(The problem) Each line below that includes the word "Algorithm" adds one to the count; give that count and nothing else.
(Supplied data)
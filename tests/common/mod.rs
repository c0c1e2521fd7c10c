// SPDX-License-Identifier: MIT
// Copyright 2026 Roland Dreier <roland@rolandd.dev>

use axum::body::Body;
use axum::http::{header, Request};
use axum::response::Response;
use jsonwebtoken::{Algorithm, DecodingKey, EncodingKey, Header};
use runtracker::cache::RunCache;
use runtracker::config::{Config, IdentityProvider};
use runtracker::db::Datastore;
use runtracker::identity::IdentitySource;
use runtracker::middleware::auth::{create_jwt, SESSION_COOKIE};
use runtracker::routes::create_router;
use runtracker::services::iap::IapVerifier;
use runtracker::services::RunLog;
use runtracker::AppState;
use std::sync::Arc;
use std::time::{SystemTime, UNIX_EPOCH};

/// Expected `aud` of IAP assertions in tests.
#[allow(dead_code)]
pub const IAP_AUDIENCE: &str = "/projects/123/global/backendServices/456";
const IAP_KID: &str = "test-kid";
const IAP_PRIVATE_KEY: &[u8] = include_bytes!("../fixtures/iap_test_key.pem");
const IAP_PUBLIC_KEY: &[u8] = include_bytes!("../fixtures/iap_test_key.pub.pem");

/// Check if emulator is available via environment variable.
#[allow(dead_code)]
pub fn emulator_available() -> bool {
    std::env::var("FIRESTORE_EMULATOR_HOST").is_ok()
}

/// Skip test with message if emulator not available.
#[macro_export]
macro_rules! require_emulator {
    () => {
        if !crate::common::emulator_available() {
            eprintln!("⚠️  Skipping: FIRESTORE_EMULATOR_HOST not set");
            return;
        }
    };
}

/// Router plus handles on the pieces behind it.
#[allow(dead_code)]
pub struct TestApp {
    pub router: axum::Router,
    pub state: Arc<AppState>,
    pub db: Datastore,
    pub cache: RunCache,
}

/// Create a test app backed by the in-memory datastore.
#[allow(dead_code)]
pub fn create_test_app() -> TestApp {
    create_test_app_with_config(Config::test_default())
}

/// Create a test app whose cache is disabled and refuses every write.
#[allow(dead_code)]
pub fn create_test_app_with_disabled_cache() -> TestApp {
    create_test_app_with_config(Config {
        cache_max_entries: 0,
        ..Config::test_default()
    })
}

/// Create a test app identified by IAP assertions signed with the test key.
#[allow(dead_code)]
pub fn create_test_app_with_iap() -> TestApp {
    create_test_app_with_config(Config {
        identity: IdentityProvider::Iap {
            audience: IAP_AUDIENCE.to_string(),
        },
        ..Config::test_default()
    })
}

#[allow(dead_code)]
pub fn create_test_app_with_config(config: Config) -> TestApp {
    let db = Datastore::in_memory();
    let cache = RunCache::new(config.cache_max_entries);

    let identity = match &config.identity {
        IdentityProvider::Iap { audience } => IdentitySource::Iap(
            IapVerifier::new_with_static_key(
                audience,
                IAP_KID,
                DecodingKey::from_ec_pem(IAP_PUBLIC_KEY).unwrap(),
            )
            .unwrap(),
        ),
        IdentityProvider::DevLogin { jwt_signing_key } => IdentitySource::DevLogin {
            jwt_signing_key: jwt_signing_key.clone(),
        },
    };

    let state = Arc::new(AppState {
        config,
        identity,
        run_log: RunLog::new(db.clone(), cache.clone()),
    });

    TestApp {
        router: create_router(state.clone()),
        state,
        db,
        cache,
    }
}

/// Session signing key of [`Config::test_default`].
#[allow(dead_code)]
pub fn test_signing_key() -> Vec<u8> {
    match Config::test_default().identity {
        IdentityProvider::DevLogin { jwt_signing_key } => jwt_signing_key,
        IdentityProvider::Iap { .. } => unreachable!("test config uses dev login"),
    }
}

/// `Cookie` header value carrying a valid session for `email`.
#[allow(dead_code)]
pub fn session_cookie(email: &str) -> String {
    format!(
        "{}={}",
        SESSION_COOKIE,
        create_jwt(email, &test_signing_key()).unwrap()
    )
}

/// IAP assertion for `email`, signed with the test key.
#[allow(dead_code)]
pub fn iap_assertion(email: &str) -> String {
    let now = SystemTime::now()
        .duration_since(UNIX_EPOCH)
        .unwrap()
        .as_secs();
    let claims = serde_json::json!({
        "iss": "https://cloud.google.com/iap",
        "aud": IAP_AUDIENCE,
        "sub": "accounts.google.com:1234567890",
        "email": email,
        "iat": now,
        "exp": now + 600,
    });

    let mut header = Header::new(Algorithm::ES256);
    header.kid = Some(IAP_KID.to_string());
    jsonwebtoken::encode(
        &header,
        &claims,
        &EncodingKey::from_ec_pem(IAP_PRIVATE_KEY).unwrap(),
    )
    .unwrap()
}

/// GET `uri`, optionally signed in.
#[allow(dead_code)]
pub fn get(uri: &str, cookie: Option<&str>) -> Request<Body> {
    let mut builder = Request::builder().method("GET").uri(uri);
    if let Some(cookie) = cookie {
        builder = builder.header(header::COOKIE, cookie);
    }
    builder.body(Body::empty()).unwrap()
}

/// POST a urlencoded form to `uri`, optionally signed in.
#[allow(dead_code)]
pub fn post_form(uri: &str, form: &str, cookie: Option<&str>) -> Request<Body> {
    let mut builder = Request::builder()
        .method("POST")
        .uri(uri)
        .header(header::CONTENT_TYPE, "application/x-www-form-urlencoded");
    if let Some(cookie) = cookie {
        builder = builder.header(header::COOKIE, cookie);
    }
    builder.body(Body::from(form.to_string())).unwrap()
}

/// Collect a response body as UTF-8 text.
#[allow(dead_code)]
pub async fn body_text(response: Response) -> String {
    let bytes = axum::body::to_bytes(response.into_body(), usize::MAX)
        .await
        .unwrap();
    String::from_utf8(bytes.to_vec()).unwrap()
}
// SPDX-License-Identifier: MIT
// Copyright 2026 Roland Dreier <roland@rolandd.dev>

//! In-memory datastore backend.

use crate::models::{Run, Runner};
use dashmap::DashMap;

/// Process-local store keyed by document ID.
#[derive(Default)]
pub struct MemoryStore {
    runners: DashMap<String, Runner>,
    runs: DashMap<String, Run>,
}

impl MemoryStore {
    pub fn get_runner(&self, runner_id: &str) -> Option<Runner> {
        self.runners.get(runner_id).map(|r| r.value().clone())
    }

    pub fn find_runners_by_user(&self, user: &str) -> Vec<Runner> {
        self.runners
            .iter()
            .filter(|r| r.user == user)
            .map(|r| r.value().clone())
            .collect()
    }

    pub fn put_runner(&self, runner: &Runner) {
        self.runners.insert(runner.id.clone(), runner.clone());
    }

    pub fn get_run(&self, run_id: &str) -> Option<Run> {
        self.runs.get(run_id).map(|r| r.value().clone())
    }

    pub fn list_runs_for_runner(&self, runner_id: &str) -> Vec<Run> {
        self.runs
            .iter()
            .filter(|r| r.runner_id == runner_id)
            .map(|r| r.value().clone())
            .collect()
    }

    pub fn put_run(&self, run: &Run) {
        self.runs.insert(run.id.clone(), run.clone());
    }

    pub fn delete_run(&self, run_id: &str) {
        self.runs.remove(run_id);
    }
}
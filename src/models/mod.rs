// SPDX-License-Identifier: MIT
// Copyright 2026 Roland Dreier <roland@kernel.org>

//! Data models for the application.

pub mod run;
pub mod runner;

pub use run::{NewRun, Run};
pub use runner::Runner;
(End Supplied data)
(Exercise answer) 2